===== Data supplied

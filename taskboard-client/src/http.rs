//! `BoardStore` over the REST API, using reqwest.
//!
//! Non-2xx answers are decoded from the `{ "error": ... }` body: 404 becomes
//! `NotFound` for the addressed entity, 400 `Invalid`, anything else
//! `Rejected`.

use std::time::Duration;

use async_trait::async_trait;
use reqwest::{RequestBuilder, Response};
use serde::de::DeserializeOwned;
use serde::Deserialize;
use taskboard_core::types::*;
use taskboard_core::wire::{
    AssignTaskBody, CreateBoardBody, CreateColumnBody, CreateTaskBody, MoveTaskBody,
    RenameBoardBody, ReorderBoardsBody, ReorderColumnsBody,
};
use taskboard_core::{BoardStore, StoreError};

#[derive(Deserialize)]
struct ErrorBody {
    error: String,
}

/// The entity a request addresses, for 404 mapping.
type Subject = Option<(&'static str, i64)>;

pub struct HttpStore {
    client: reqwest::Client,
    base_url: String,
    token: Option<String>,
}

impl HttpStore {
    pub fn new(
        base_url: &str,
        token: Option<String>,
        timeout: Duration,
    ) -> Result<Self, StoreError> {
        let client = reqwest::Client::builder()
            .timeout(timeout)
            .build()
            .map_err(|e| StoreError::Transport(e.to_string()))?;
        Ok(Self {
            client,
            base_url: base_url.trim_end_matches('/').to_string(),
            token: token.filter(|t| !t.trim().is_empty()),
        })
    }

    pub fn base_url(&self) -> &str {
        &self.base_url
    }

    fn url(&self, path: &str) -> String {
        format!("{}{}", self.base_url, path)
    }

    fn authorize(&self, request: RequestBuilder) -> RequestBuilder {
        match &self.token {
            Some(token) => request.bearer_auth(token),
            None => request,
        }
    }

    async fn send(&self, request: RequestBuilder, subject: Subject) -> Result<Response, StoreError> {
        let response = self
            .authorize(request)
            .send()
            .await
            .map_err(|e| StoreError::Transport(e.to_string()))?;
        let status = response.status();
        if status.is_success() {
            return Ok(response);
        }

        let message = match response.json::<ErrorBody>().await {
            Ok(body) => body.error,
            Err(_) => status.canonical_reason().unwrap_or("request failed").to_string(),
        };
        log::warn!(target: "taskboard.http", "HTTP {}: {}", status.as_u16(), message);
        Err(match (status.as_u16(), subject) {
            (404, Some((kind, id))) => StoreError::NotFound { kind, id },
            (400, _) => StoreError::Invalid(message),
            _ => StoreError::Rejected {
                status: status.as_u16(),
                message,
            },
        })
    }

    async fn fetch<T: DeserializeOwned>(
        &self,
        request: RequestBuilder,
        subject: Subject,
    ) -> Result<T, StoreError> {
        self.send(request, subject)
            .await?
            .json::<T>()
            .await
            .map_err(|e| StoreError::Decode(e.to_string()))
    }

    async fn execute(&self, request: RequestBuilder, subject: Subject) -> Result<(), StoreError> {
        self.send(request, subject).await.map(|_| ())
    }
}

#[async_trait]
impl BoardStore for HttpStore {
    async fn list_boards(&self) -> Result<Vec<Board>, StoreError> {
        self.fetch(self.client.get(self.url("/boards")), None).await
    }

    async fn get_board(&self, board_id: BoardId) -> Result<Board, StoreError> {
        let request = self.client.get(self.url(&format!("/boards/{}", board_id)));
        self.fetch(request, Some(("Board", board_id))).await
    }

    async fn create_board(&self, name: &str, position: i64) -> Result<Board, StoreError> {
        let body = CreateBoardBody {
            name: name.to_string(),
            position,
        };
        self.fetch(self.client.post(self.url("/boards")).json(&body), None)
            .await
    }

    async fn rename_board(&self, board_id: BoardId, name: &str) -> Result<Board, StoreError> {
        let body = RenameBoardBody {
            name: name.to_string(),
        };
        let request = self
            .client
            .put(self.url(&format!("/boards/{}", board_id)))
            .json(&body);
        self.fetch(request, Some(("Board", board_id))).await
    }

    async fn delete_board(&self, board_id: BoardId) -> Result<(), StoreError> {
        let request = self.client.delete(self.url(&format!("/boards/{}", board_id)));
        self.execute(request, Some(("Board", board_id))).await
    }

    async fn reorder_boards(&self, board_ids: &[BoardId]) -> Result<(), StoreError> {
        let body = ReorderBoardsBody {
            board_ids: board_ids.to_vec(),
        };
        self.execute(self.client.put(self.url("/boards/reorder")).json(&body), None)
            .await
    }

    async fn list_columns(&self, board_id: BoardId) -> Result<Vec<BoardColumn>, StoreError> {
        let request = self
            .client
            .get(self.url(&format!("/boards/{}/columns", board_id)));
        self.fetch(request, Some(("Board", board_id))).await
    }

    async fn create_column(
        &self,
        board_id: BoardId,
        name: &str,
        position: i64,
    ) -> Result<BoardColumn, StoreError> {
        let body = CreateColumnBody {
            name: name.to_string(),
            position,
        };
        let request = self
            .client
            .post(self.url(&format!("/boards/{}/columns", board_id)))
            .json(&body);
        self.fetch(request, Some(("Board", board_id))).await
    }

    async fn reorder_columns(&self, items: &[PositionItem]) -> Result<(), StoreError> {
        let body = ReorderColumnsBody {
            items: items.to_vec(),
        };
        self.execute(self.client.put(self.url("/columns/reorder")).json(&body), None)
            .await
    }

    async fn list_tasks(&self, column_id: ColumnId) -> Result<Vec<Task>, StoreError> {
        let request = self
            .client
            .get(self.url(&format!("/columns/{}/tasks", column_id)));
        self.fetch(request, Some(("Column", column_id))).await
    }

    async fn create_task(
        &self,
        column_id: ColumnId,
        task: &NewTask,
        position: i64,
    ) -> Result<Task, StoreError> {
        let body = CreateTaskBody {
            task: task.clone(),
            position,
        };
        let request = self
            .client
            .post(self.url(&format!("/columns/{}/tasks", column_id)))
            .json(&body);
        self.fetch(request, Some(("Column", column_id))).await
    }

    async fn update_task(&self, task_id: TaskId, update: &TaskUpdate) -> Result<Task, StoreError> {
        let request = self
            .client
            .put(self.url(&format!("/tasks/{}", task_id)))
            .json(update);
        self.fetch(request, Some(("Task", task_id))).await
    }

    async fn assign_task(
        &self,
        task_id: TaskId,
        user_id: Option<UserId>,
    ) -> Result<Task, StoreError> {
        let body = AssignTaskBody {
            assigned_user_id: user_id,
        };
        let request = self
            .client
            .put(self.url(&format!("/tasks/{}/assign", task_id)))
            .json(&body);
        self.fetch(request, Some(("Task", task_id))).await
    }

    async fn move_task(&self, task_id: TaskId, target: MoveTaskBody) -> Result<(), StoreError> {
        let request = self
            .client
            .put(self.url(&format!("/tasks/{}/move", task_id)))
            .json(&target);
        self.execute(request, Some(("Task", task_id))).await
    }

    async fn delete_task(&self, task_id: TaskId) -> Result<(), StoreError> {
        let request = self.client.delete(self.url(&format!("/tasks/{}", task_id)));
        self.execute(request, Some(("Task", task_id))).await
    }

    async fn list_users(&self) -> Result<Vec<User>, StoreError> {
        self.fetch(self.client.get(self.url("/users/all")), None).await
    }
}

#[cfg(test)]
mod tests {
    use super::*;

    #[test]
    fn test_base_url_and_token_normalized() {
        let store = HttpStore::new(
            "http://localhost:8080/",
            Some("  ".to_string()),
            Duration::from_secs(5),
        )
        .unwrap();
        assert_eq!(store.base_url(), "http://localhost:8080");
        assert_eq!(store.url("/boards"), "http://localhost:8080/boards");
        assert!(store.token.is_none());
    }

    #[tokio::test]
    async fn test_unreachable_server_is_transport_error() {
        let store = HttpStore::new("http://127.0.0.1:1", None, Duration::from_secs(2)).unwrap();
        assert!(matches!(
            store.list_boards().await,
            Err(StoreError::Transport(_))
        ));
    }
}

==========

▸ What needs to be done: Count each line above in which the string "target" appears, then state only the total.

▸ Expected answer: 3